<<<<
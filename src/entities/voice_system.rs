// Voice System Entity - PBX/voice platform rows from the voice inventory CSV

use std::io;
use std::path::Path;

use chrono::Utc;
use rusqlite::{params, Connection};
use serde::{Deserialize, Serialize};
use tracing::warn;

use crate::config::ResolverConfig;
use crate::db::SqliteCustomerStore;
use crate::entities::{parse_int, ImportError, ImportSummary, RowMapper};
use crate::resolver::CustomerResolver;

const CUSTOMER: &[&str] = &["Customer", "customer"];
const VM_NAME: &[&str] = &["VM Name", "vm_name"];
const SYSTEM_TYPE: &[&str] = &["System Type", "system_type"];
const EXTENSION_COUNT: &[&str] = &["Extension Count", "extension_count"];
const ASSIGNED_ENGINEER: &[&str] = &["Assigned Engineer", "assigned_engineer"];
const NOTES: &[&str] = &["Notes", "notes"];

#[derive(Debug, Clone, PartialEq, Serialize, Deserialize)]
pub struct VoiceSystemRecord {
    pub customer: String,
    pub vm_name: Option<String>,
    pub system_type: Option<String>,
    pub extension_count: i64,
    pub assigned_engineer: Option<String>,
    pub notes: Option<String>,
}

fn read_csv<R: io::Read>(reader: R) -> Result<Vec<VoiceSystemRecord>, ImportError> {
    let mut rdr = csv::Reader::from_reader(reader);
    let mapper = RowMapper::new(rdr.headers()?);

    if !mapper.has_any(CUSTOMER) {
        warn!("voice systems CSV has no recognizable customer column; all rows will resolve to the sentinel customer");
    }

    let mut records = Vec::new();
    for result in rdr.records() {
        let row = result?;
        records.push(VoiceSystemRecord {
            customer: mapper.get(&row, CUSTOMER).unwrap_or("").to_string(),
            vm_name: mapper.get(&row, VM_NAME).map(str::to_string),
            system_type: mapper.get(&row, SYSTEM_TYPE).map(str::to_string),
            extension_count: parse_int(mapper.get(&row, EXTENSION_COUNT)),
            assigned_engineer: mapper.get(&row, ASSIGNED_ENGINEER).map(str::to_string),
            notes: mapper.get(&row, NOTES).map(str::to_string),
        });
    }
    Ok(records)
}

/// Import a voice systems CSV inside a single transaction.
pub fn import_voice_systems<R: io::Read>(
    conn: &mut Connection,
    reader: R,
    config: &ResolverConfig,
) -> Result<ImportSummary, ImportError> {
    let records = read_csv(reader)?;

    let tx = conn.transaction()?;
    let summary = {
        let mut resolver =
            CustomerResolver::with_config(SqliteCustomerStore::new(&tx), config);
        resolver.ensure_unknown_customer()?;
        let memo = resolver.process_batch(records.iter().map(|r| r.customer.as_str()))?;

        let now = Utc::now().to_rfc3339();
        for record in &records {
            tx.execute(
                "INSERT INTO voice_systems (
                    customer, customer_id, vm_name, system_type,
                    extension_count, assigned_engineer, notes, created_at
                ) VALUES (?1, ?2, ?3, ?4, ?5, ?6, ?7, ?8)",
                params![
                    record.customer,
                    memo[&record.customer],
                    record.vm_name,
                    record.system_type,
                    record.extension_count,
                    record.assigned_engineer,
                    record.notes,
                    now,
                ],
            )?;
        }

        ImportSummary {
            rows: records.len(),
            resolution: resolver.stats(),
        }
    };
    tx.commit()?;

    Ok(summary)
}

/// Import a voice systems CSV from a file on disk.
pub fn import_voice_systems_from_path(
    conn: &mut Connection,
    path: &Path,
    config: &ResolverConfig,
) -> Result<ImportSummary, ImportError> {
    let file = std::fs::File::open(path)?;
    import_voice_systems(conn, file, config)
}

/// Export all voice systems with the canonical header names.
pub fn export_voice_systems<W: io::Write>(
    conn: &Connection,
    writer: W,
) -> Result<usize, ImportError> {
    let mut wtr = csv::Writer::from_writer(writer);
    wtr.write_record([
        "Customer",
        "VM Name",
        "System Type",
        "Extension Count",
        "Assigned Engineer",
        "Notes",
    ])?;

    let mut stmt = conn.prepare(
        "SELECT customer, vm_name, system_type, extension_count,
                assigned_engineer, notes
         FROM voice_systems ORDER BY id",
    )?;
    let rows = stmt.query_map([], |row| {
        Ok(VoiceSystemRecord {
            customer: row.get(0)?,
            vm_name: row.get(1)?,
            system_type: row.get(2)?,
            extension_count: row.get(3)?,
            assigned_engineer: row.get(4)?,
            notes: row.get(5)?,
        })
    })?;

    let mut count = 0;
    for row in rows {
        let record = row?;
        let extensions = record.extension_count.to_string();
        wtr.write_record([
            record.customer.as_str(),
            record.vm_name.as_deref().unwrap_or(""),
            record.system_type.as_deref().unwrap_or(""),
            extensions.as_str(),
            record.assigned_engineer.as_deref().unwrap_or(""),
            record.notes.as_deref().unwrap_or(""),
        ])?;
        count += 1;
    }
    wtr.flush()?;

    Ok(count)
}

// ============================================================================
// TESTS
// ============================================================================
>>>>
Your assignment: The entries above need to be transcribed with no differences at all.

Solution:
filename src/entities/voice_system.rs
// Voice System Entity - PBX/voice platform rows from the voice inventory CSV

use std::io;
use std::path::Path;

use chrono::Utc;
use rusqlite::{params, Connection};
use serde::{Deserialize, Serialize};
use tracing::warn;

use crate::config::ResolverConfig;
use crate::db::SqliteCustomerStore;
use crate::entities::{parse_int, ImportError, ImportSummary, RowMapper};
use crate::resolver::CustomerResolver;

const CUSTOMER: &[&str] = &["Customer", "customer"];
const VM_NAME: &[&str] = &["VM Name", "vm_name"];
const SYSTEM_TYPE: &[&str] = &["System Type", "system_type"];
const EXTENSION_COUNT: &[&str] = &["Extension Count", "extension_count"];
const ASSIGNED_ENGINEER: &[&str] = &["Assigned Engineer", "assigned_engineer"];
const NOTES: &[&str] = &["Notes", "notes"];

#[derive(Debug, Clone, PartialEq, Serialize, Deserialize)]
pub struct VoiceSystemRecord {
    pub customer: String,
    pub vm_name: Option<String>,
    pub system_type: Option<String>,
    pub extension_count: i64,
    pub assigned_engineer: Option<String>,
    pub notes: Option<String>,
}

fn read_csv<R: io::Read>(reader: R) -> Result<Vec<VoiceSystemRecord>, ImportError> {
    let mut rdr = csv::Reader::from_reader(reader);
    let mapper = RowMapper::new(rdr.headers()?);

    if !mapper.has_any(CUSTOMER) {
        warn!("voice systems CSV has no recognizable customer column; all rows will resolve to the sentinel customer");
    }

    let mut records = Vec::new();
    for result in rdr.records() {
        let row = result?;
        records.push(VoiceSystemRecord {
            customer: mapper.get(&row, CUSTOMER).unwrap_or("").to_string(),
            vm_name: mapper.get(&row, VM_NAME).map(str::to_string),
            system_type: mapper.get(&row, SYSTEM_TYPE).map(str::to_string),
            extension_count: parse_int(mapper.get(&row, EXTENSION_COUNT)),
            assigned_engineer: mapper.get(&row, ASSIGNED_ENGINEER).map(str::to_string),
            notes: mapper.get(&row, NOTES).map(str::to_string),
        });
    }
    Ok(records)
}

/// Import a voice systems CSV inside a single transaction.
pub fn import_voice_systems<R: io::Read>(
    conn: &mut Connection,
    reader: R,
    config: &ResolverConfig,
) -> Result<ImportSummary, ImportError> {
    let records = read_csv(reader)?;

    let tx = conn.transaction()?;
    let summary = {
        let mut resolver =
            CustomerResolver::with_config(SqliteCustomerStore::new(&tx), config);
        resolver.ensure_unknown_customer()?;
        let memo = resolver.process_batch(records.iter().map(|r| r.customer.as_str()))?;

        let now = Utc::now().to_rfc3339();
        for record in &records {
            tx.execute(
                "INSERT INTO voice_systems (
                    customer, customer_id, vm_name, system_type,
                    extension_count, assigned_engineer, notes, created_at
                ) VALUES (?1, ?2, ?3, ?4, ?5, ?6, ?7, ?8)",
                params![
                    record.customer,
                    memo[&record.customer],
                    record.vm_name,
                    record.system_type,
                    record.extension_count,
                    record.assigned_engineer,
                    record.notes,
                    now,
                ],
            )?;
        }

        ImportSummary {
            rows: records.len(),
            resolution: resolver.stats(),
        }
    };
    tx.commit()?;

    Ok(summary)
}

/// Import a voice systems CSV from a file on disk.
pub fn import_voice_systems_from_path(
    conn: &mut Connection,
    path: &Path,
    config: &ResolverConfig,
) -> Result<ImportSummary, ImportError> {
    let file = std::fs::File::open(path)?;
    import_voice_systems(conn, file, config)
}

/// Export all voice systems with the canonical header names.
pub fn export_voice_systems<W: io::Write>(
    conn: &Connection,
    writer: W,
) -> Result<usize, ImportError> {
    let mut wtr = csv::Writer::from_writer(writer);
    wtr.write_record([
        "Customer",
        "VM Name",
        "System Type",
        "Extension Count",
        "Assigned Engineer",
        "Notes",
    ])?;

    let mut stmt = conn.prepare(
        "SELECT customer, vm_name, system_type, extension_count,
                assigned_engineer, notes
         FROM voice_systems ORDER BY id",
    )?;
    let rows = stmt.query_map([], |row| {
        Ok(VoiceSystemRecord {
            customer: row.get(0)?,
            vm_name: row.get(1)?,
            system_type: row.get(2)?,
            extension_count: row.get(3)?,
            assigned_engineer: row.get(4)?,
            notes: row.get(5)?,
        })
    })?;

    let mut count = 0;
    for row in rows {
        let record = row?;
        let extensions = record.extension_count.to_string();
        wtr.write_record([
            record.customer.as_str(),
            record.vm_name.as_deref().unwrap_or(""),
            record.system_type.as_deref().unwrap_or(""),
            extensions.as_str(),
            record.assigned_engineer.as_deref().unwrap_or(""),
            record.notes.as_deref().unwrap_or(""),
        ])?;
        count += 1;
    }
    wtr.flush()?;

    Ok(count)
}

// ============================================================================
// TESTS
// ============================================================================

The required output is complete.